Donations jazz up classroom

Magazine's outreach puts instruments in Lawrence school

Lawrence High School student Yosie Cardin-Ritter beat out a swing rhythm to Duke Ellington’s “Take the ‘A’ Train” Thursday morning as a group of fourth-graders at Sunflower School tried to follow his beat.

The fourth-graders, members of Carol Van Wyk’s music class, created their percussive rhythms using donated Pro-mark drumsticks and practice drum pads built by students at William Chrisman High School in Independence, Mo.

Lawrence High School band director Mike Jones, left, shows Addison Frei, 10, a fourth-grader at Sunflower School, how to hold a drum stick and play on a drum pad. On Thursday, students from William Chrisman School in Independence, Mo., presented drum pads they had made to the Sunflower students.
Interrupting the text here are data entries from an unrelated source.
//! Dashboard for platform staff.

use leptos::prelude::*;

use crate::guard::RequireRole;
use crate::session::use_session;
use ecocycle_access::Role;

const SECTIONS: [(&str, &str); 5] = [
    (
        "System overview",
        "Platform-wide totals for users, pickups, and centers.",
    ),
    ("Challenge management", "Create and track community challenges."),
    ("Reward management", "Maintain the reward catalog and stock."),
    (
        "User management",
        "Review individual accounts and center verification.",
    ),
    ("Reports", "Exportable summaries for operations."),
];

/// Staff dashboard route, admitting platform staff only.
#[component]
pub fn StaffDashboardPage() -> impl IntoView {
    view! {
        <RequireRole allowed=vec![Role::Staff]>
            <StaffDashboardContent/>
        </RequireRole>
    }
}

/// Dashboard content, rendered once the guard grants access.
#[component]
fn StaffDashboardContent() -> impl IntoView {
    let session = use_session();

    view! {
        <div class="staff-dashboard">
            {move || session.principal().map(|principal| view! {
                <h1>{format!("Welcome back, {}!", principal.full_name())}</h1>
                <p class="dashboard-subtitle">{principal.email().to_string()}</p>
            })}
            <p>"Oversee users, centers, challenges, and rewards across the platform."</p>
            <section class="dashboard-section">
                <h2>"Administration"</h2>
                <ul class="section-list">
                    {SECTIONS
                        .into_iter()
                        .map(|(name, blurb)| view! {
                            <li>
                                <h3>{name}</h3>
                                <p>{blurb}</p>
                            </li>
                        })
                        .collect_view()}
                </ul>
                <p class="note">"Management tools come online once the admin API ships."</p>
            </section>
            <button class="logout-button" on:click=move |_| session.logout()>"Log out"</button>
        </div>
    }
}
Drum sticks were donated by Pro-mark, a drumstick manufacturer. The donations were made possible by an educational outreach program through Down Beat magazine.

The project, spearheaded by Tom Alexios, outreach coordinator for Down Beat magazine, marked April’s status as Jazz Appreciation Month and Ellington’s birth month, and united the efforts of students on both sides of the Kansas-Missouri line.
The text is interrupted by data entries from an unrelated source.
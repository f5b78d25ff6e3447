//! Session state and role-gated access control for the EcoCycle client.
//!
//! This crate provides:
//! - Account roles (`Role`)
//! - The authenticated identity (`Principal`) and its bearer token
//!   (`Credential`)
//! - Session state (`Session`) and the persistent `SessionStore`
//! - The access guard decision (`AccessDecision`, `evaluate`)
//!
//! # Access Control Model
//!
//! Every account carries exactly one role, fixed at registration. A
//! protected view declares the set of roles it admits; the guard grants,
//! redirects to login, or redirects to the unauthorized view based on the
//! current session. An empty allowed set admits any authenticated
//! principal. While the session is still being restored from storage the
//! guard reports a loading state, never a redirect.
//!
//! # Example
//!
//! ```
//! use ecocycle_access::{
//!     AccessDecision, Credential, MemoryStorage, Principal, Role, SessionStore, evaluate,
//! };
//! use ecocycle_core::UserId;
//!
//! // Establish a session from a successful login response
//! let mut store = SessionStore::new(MemoryStorage::new());
//! store.restore();
//! let principal = Principal::new(
//!     UserId::new(7),
//!     "maya@example.com".to_string(),
//!     "Maya".to_string(),
//!     "Okafor".to_string(),
//!     Role::Individual,
//! );
//! store.login(principal, Credential::new("tok_abc".to_string()));
//!
//! // The guard admits the individual dashboard, not the staff one
//! assert_eq!(
//!     evaluate(store.session(), &[Role::Individual, Role::Household]),
//!     AccessDecision::Grant,
//! );
//! assert_eq!(
//!     evaluate(store.session(), &[Role::Staff]),
//!     AccessDecision::RedirectToUnauthorized,
//! );
//! ```

pub mod credential;
pub mod error;
pub mod guard;
pub mod principal;
pub mod role;
pub mod session;
pub mod store;

// Re-export main types at crate root
pub use credential::Credential;
pub use error::StorageError;
pub use guard::{AccessDecision, evaluate};
pub use principal::Principal;
pub use role::{ParseRoleError, Role};
pub use session::Session;
pub use store::{MemoryStorage, PRINCIPAL_KEY, SessionStorage, SessionStore, TOKEN_KEY};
“We’ve given away 500 drum pads in the past three years to schools, nursing homes and hospitals,” Alexios said.

Three years ago, students in a woodshop class at Lawrence High School constructed drum pads and presented them to Lawrence Memorial Hospital. In addition to helping youngsters learn music skills, Alexios said the instruments can be used in therapy programs for patients with coordination or motor problems.

Nate Moore, who teaches vocational drafting at William Chrisman, said this is the second year for his students to design and construct drum pads through the Down Beat outreach program.
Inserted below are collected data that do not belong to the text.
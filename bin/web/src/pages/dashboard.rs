//! Role-scoped dashboard pages.
//!
//! Each dashboard wraps its content in [`RequireRole`](crate::guard::RequireRole)
//! with the roles the route admits. Individual and household accounts
//! share one dashboard; centers and staff each have their own.

pub mod center;
pub mod individual;
pub mod staff;

pub use center::CenterDashboardPage;
pub use individual::UserDashboardPage;
pub use staff::StaffDashboardPage;
//! Dashboard for recycling center accounts.

use leptos::prelude::*;

use crate::guard::RequireRole;
use crate::session::use_session;
use ecocycle_access::Role;

const SECTIONS: [(&str, &str); 4] = [
    ("Pickup queue", "Review and confirm incoming pickup requests."),
    ("Completed stats", "Totals for processed material by category."),
    (
        "Marketplace purchases",
        "Material purchases made through the marketplace.",
    ),
    ("Performance metrics", "Weekly volume and efficiency trends."),
];

/// Center dashboard route, admitting recycling center accounts.
#[component]
pub fn CenterDashboardPage() -> impl IntoView {
    view! {
        <RequireRole allowed=vec![Role::RecyclingCenter]>
            <CenterDashboardContent/>
        </RequireRole>
    }
}

/// Dashboard content, rendered once the guard grants access.
#[component]
fn CenterDashboardContent() -> impl IntoView {
    let session = use_session();

    view! {
        <div class="center-dashboard">
            {move || session.principal().map(|principal| view! {
                <h1>{format!("Welcome back, {}!", principal.full_name())}</h1>
                <p class="dashboard-subtitle">{principal.email().to_string()}</p>
            })}
            <p>"Manage pickup requests, drop-offs, and processing volumes for your center."</p>
            <section class="dashboard-section">
                <h2>"Operations"</h2>
                <ul class="section-list">
                    {SECTIONS
                        .into_iter()
                        .map(|(name, blurb)| view! {
                            <li>
                                <h3>{name}</h3>
                                <p>{blurb}</p>
                            </li>
                        })
                        .collect_view()}
                </ul>
                <p class="note">"Center reporting comes online once the processing API ships."</p>
            </section>
            <button class="logout-button" on:click=move |_| session.logout()>"Log out"</button>
        </div>
    }
}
“We’re doing it as part of a service project. Ten kids made 45 drum pads this year,” Moore said. “Later we will take more to Swope Ridge Geriatric Center” in Kansas City, Mo.

Alexios said a similar drum pad project is also being organized in New York City. He also is working on pilot programs in New York and Kansas City to use harmonicas to complement traditional therapy for those with asthma and other respiratory problems.

In addition to the drum pads, the fourth-grade class at Sunflower received kazoos from Hume Music Inc.